Finally! A Model for Progesterone Receptor Action in Normal Human Breast

Abstract

Substantial clinical and experimental data over the years have supported the conclusion that estradiol-17β is the ovarian hormone primarily responsible for growth and progression of breast cancer (1). Progesterone was assumed to have negligible effects on breast tumorigenesis, in part because of its well established role to inhibit the proliferative effect of estrogen in the epithelial compartments of the endometrium and promote differentiation of the uterine glands (2). However, much publicized observational and clinical studies have more recently implicated progesterone as a proliferative hormone in the normal human breast and as a life-long risk factor for breast cancer, suggesting progesterone also contributes to early stages of breast tumorigenesis (3,4,5,6,7,8,9).
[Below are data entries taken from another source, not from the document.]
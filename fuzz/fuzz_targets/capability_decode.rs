//! Fuzz target for capability map decoding.

#![no_main]

use libfuzzer_sys::fuzz_target;
use qibus_proto::CapabilityMap;

fuzz_target!(|data: &[u8]| {
    if let Ok(map) = CapabilityMap::from_payload(data) {
        // Whatever decoded must re-encode without panicking.
        let _ = map.to_payload();
        let _ = map.state();
    }
});
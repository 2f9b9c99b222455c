//! The authentication handshake, driver side.
//!
//! Authentication is a sequence of `authenticate` calls on (service 0,
//! object 0) carrying a capability map. The server answers with a map
//! whose `__qi_auth_state` is `Done` (proceed), `Continue` (it issued a
//! replacement token; authenticate once more with it) or `Error`.
//!
//! Peers predating service 0 get the legacy fallback: the proposed map is
//! sent in a raw `Capability` frame, and a capability frame back within
//! the configured window counts as success.

use qibus_proto::capability::{KEY_NEW_TOKEN, KEY_TOKEN};
use qibus_proto::meta::action;
use qibus_proto::{AuthState, CapabilityMap, Header, Kind, Message, Value};
use qibus_net::consumer;
use std::sync::{Arc, Mutex, PoisonError};
use tokio::sync::oneshot;

use crate::client::Client;
use crate::errors::ClientError;

/// Authenticate with explicit credentials; empty strings are omitted from
/// the proposed map. Returns the negotiated capability map.
pub async fn authenticate(
    client: &Client,
    user: &str,
    token: &str,
) -> Result<CapabilityMap, ClientError> {
    let mut preferred = CapabilityMap::preferred(user, token);
    authenticate_map(client, &mut preferred).await?;
    Ok(preferred)
}

/// Run the handshake with a caller-built capability map.
///
/// On success `preferred` holds the negotiated capabilities; if the server
/// rotated the token, the new token is exposed under `auth_newToken` while
/// `auth_token` keeps its original value for the caller to persist.
pub async fn authenticate_map(
    client: &Client,
    preferred: &mut CapabilityMap,
) -> Result<(), ClientError> {
    let response = authenticate_call(client, preferred).await?;
    match state_of(&response)? {
        AuthState::Done => {
            preferred.set_authenticated();
            Ok(())
        },
        AuthState::Continue => renew_token(client, preferred, &response).await,
        AuthState::Error => Err(ClientError::AuthFailed("authentication refused".to_string())),
    }
}

/// One authenticate exchange, with the legacy capability-frame fallback.
async fn authenticate_call(
    client: &Client,
    preferred: &CapabilityMap,
) -> Result<CapabilityMap, ClientError> {
    // Arm the capability-frame handler before calling, so a legacy peer's
    // frame cannot race past us.
    let endpoint = client.endpoint().clone();
    let (tx, rx) = oneshot::channel();
    let slot = Arc::new(Mutex::new(Some(tx)));
    let consumer_slot = slot.clone();
    let handler = endpoint.add_handler(
        Box::new(|hdr: &Header| {
            if hdr.kind() == Some(Kind::Capability) {
                (true, false)
            } else {
                (false, true)
            }
        }),
        consumer(move |msg| {
            let slot = consumer_slot.clone();
            async move {
                let map = CapabilityMap::from_payload(&msg.payload);
                if let Some(tx) = take(&slot) {
                    let _ = tx.send(map);
                }
                Ok(())
            }
        }),
        Box::new(|_| {}),
    );

    match client.call(0, 0, action::AUTHENTICATE, preferred.to_payload()).await {
        Ok(payload) => {
            let _ = endpoint.remove_handler(handler);
            CapabilityMap::from_payload(&payload).map_err(Into::into)
        },
        Err(call_err) => {
            tracing::debug!("authenticate call failed ({call_err}), trying capability exchange");
            let msg =
                Message::new(Kind::Capability, 2, 0, 0, 0, preferred.to_payload());
            endpoint.send(msg).await?;

            match tokio::time::timeout(client.config().legacy_capability_timeout, rx).await {
                Ok(Ok(map)) => {
                    // A capability frame back means the peer accepted us.
                    let mut map = map?;
                    map.set_authenticated();
                    Ok(map)
                },
                Ok(Err(_)) => Err(ClientError::Disconnected),
                Err(_) => {
                    let _ = endpoint.remove_handler(handler);
                    Err(ClientError::AuthTimeout)
                },
            }
        },
    }
}

/// `Continue` handling: re-authenticate with the issued token, then expose
/// it as `auth_newToken` and restore the original `auth_token`.
async fn renew_token(
    client: &Client,
    preferred: &mut CapabilityMap,
    response: &CapabilityMap,
) -> Result<(), ClientError> {
    let new_token = response
        .get_str(KEY_NEW_TOKEN)
        .ok_or_else(|| ClientError::AuthFailed("missing renewal token".to_string()))?;

    let old_token = preferred.get(KEY_TOKEN).cloned();
    preferred.insert(KEY_TOKEN, Value::from_string(&new_token));

    let second = authenticate_call(client, preferred).await.map_err(|e| {
        ClientError::AuthFailed(format!("renewed token rejected: {e}"))
    })?;
    match state_of(&second)? {
        AuthState::Done => {
            preferred.insert(KEY_NEW_TOKEN, Value::from_string(&new_token));
            match old_token {
                Some(token) => preferred.insert(KEY_TOKEN, token),
                None => {
                    preferred.remove(KEY_TOKEN);
                },
            }
            preferred.set_authenticated();
            Ok(())
        },
        AuthState::Continue => {
            Err(ClientError::AuthFailed("token renewal requested again".to_string()))
        },
        AuthState::Error => {
            Err(ClientError::AuthFailed("renewed token refused".to_string()))
        },
    }
}

fn state_of(map: &CapabilityMap) -> Result<AuthState, ClientError> {
    let raw = map
        .state_raw()
        .ok_or_else(|| ClientError::AuthFailed("missing authentication state".to_string()))?;
    AuthState::from_u32(raw).ok_or(ClientError::AuthBadState(raw))
}

fn take<T>(slot: &Mutex<Option<T>>) -> Option<T> {
    slot.lock().unwrap_or_else(PoisonError::into_inner).take()
}
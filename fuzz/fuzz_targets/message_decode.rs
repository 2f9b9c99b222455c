//! Fuzz target for framed message parsing.
//!
//! Arbitrary bytes must never panic the parser; truncated headers,
//! oversized length fields and bad magic values all surface as errors.

#![no_main]

use libfuzzer_sys::fuzz_target;
use qibus_proto::Message;

fuzz_target!(|data: &[u8]| {
    let _ = Message::from_bytes(data);
});
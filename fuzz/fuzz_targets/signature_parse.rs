//! Fuzz target for the signature grammar.
//!
//! Any string must either parse into a type that prints back to itself or
//! be rejected; deep nesting must not blow the stack.

#![no_main]

use libfuzzer_sys::fuzz_target;
use qibus_proto::Type;

fuzz_target!(|data: &str| {
    if let Ok(parsed) = Type::parse(data) {
        let printed = parsed.signature();
        let reparsed = Type::parse(&printed).expect("printed signature must parse");
        assert_eq!(reparsed, parsed);
    }
});
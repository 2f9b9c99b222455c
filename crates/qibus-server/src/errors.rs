//! Server error types.

use qibus_net::NetError;
use qibus_proto::ProtocolError;
use thiserror::Error;

/// Errors produced by the router and object runtime.
#[derive(Debug, Clone, Error, PartialEq, Eq)]
pub enum ServerError {
    /// Transport or dispatch failure.
    #[error(transparent)]
    Net(#[from] NetError),

    /// Codec failure.
    #[error(transparent)]
    Protocol(#[from] ProtocolError),

    /// No service registered under this id.
    #[error("unknown service: {0}")]
    UnknownService(u32),

    /// No object registered under this id within the service.
    #[error("unknown object: {0}")]
    UnknownObject(u32),

    /// The object has no handler for this action uid.
    #[error("unknown action: {0}")]
    UnknownAction(u32),

    /// No stored property with this name.
    #[error("unknown property: {0}")]
    UnknownProperty(String),

    /// No signal with this uid in the meta-object.
    #[error("unknown signal: {0}")]
    UnknownSignal(u32),

    /// A meta-object call carried a mismatched object id.
    #[error("wrong object id: got {got}, hosting {expected}")]
    WrongObjectId {
        /// The id this object was activated with.
        expected: u32,
        /// The id carried in the call payload.
        got: u32,
    },

    /// The connection has not completed the authentication handshake.
    #[error("connection is not authenticated")]
    NotAuthenticated,

    /// A user action handler failed; carries its message.
    #[error("{0}")]
    Action(String),

    /// Server configuration problem.
    #[error("configuration error: {0}")]
    Config(String),

    /// Service directory failure.
    #[error(transparent)]
    Directory(#[from] DirectoryError),
}

/// Errors of the service directory state machine.
#[derive(Debug, Clone, Error, PartialEq, Eq)]
pub enum DirectoryError {
    /// No live service with this name.
    #[error("service not found: {0}")]
    NotFound(String),

    /// No service registered under this id.
    #[error("service id not found: {0}")]
    IdNotFound(u32),

    /// The name is already registered (staging or live).
    #[error("service name already registered: {0}")]
    DuplicateName(String),

    /// The service record failed validation.
    #[error("invalid service info: {0}")]
    InvalidInfo(String),

    /// `service_ready` on an id that is not staging.
    #[error("service id not staging: {0}")]
    NotStaging(u32),

    /// `update_service_info` may not change a live service's name.
    #[error("service name is immutable: {got} (expected {expected})")]
    NameMismatch {
        /// The registered name.
        expected: String,
        /// The name in the update.
        got: String,
    },
}
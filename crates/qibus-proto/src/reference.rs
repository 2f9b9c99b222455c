//! Object references: live remote object handles on the wire.

use std::sync::OnceLock;

use crate::basic::{ByteReader, ByteWriter};
use crate::errors::Result;
use crate::meta::{self, MetaObject};
use crate::signature::Type;

/// On-the-wire representation of a remote object handle.
///
/// Passing one of these transfers the ability to call the object at
/// `(service_id, object_id)`; the embedded meta-object spares the receiver
/// a `metaObject` round trip. Object ids with the high bit set mark
/// client-allocated objects.
#[derive(Debug, Clone, Default, PartialEq)]
pub struct ObjectReference {
    /// True when the embedded meta-object is meaningful.
    pub is_meta_object: bool,
    /// Description of the referenced object.
    pub meta: MetaObject,
    /// Id of the object that handed out this reference.
    pub parent_id: u32,
    /// Service hosting the object.
    pub service_id: u32,
    /// Object id within the service.
    pub object_id: u32,
}

/// Signature of an encoded object reference.
pub fn signature() -> String {
    format!(
        "(b{}III)<ObjectReference,metaObject,meta,parentID,serviceID,objectID>",
        meta::META_OBJECT_SIGNATURE
    )
}

/// Parsed form of [`signature`], used by the value codec to walk over
/// encoded `o` fields.
pub(crate) fn wire_type() -> &'static Type {
    static TYPE: OnceLock<Type> = OnceLock::new();
    TYPE.get_or_init(|| {
        // The signature is a compile-time constant composition; parsing it
        // cannot fail (covered by tests).
        Type::parse(&signature()).unwrap_or(Type::Unknown)
    })
}

impl ObjectReference {
    /// Encode in field order.
    pub fn write(&self, w: &mut ByteWriter) {
        w.write_bool(self.is_meta_object);
        self.meta.write(w);
        w.write_u32(self.parent_id);
        w.write_u32(self.service_id);
        w.write_u32(self.object_id);
    }

    /// Decode in field order.
    pub fn read(r: &mut ByteReader<'_>) -> Result<Self> {
        Ok(Self {
            is_meta_object: r.read_bool()?,
            meta: MetaObject::read(r)?,
            parent_id: r.read_u32()?,
            service_id: r.read_u32()?,
            object_id: r.read_u32()?,
        })
    }
}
Paradoxically, in established breast cancers, the presence of progesterone receptor (PR) in the primary tumor is an independent marker of favorable prognosis and is associated with a more differentiated tumor phenotype, suggesting progesterone has a protective role against progression and invasion once a tumor has developed (10,11,12). Indeed, in most PR-positive breast cancer cell lines, progestins induce a transient proliferation followed by cell cycle arrest such that the long-term effect is growth inhibition (13). This apparent dichotomy suggests that progesterone signaling is altered during disease progression. Uncertainties concerning the role of progesterone in the normal human breast and tumorigenesis have been due in part to the absence of a suitable PR-positive progesterone-responsive experimental system for the normal human breast.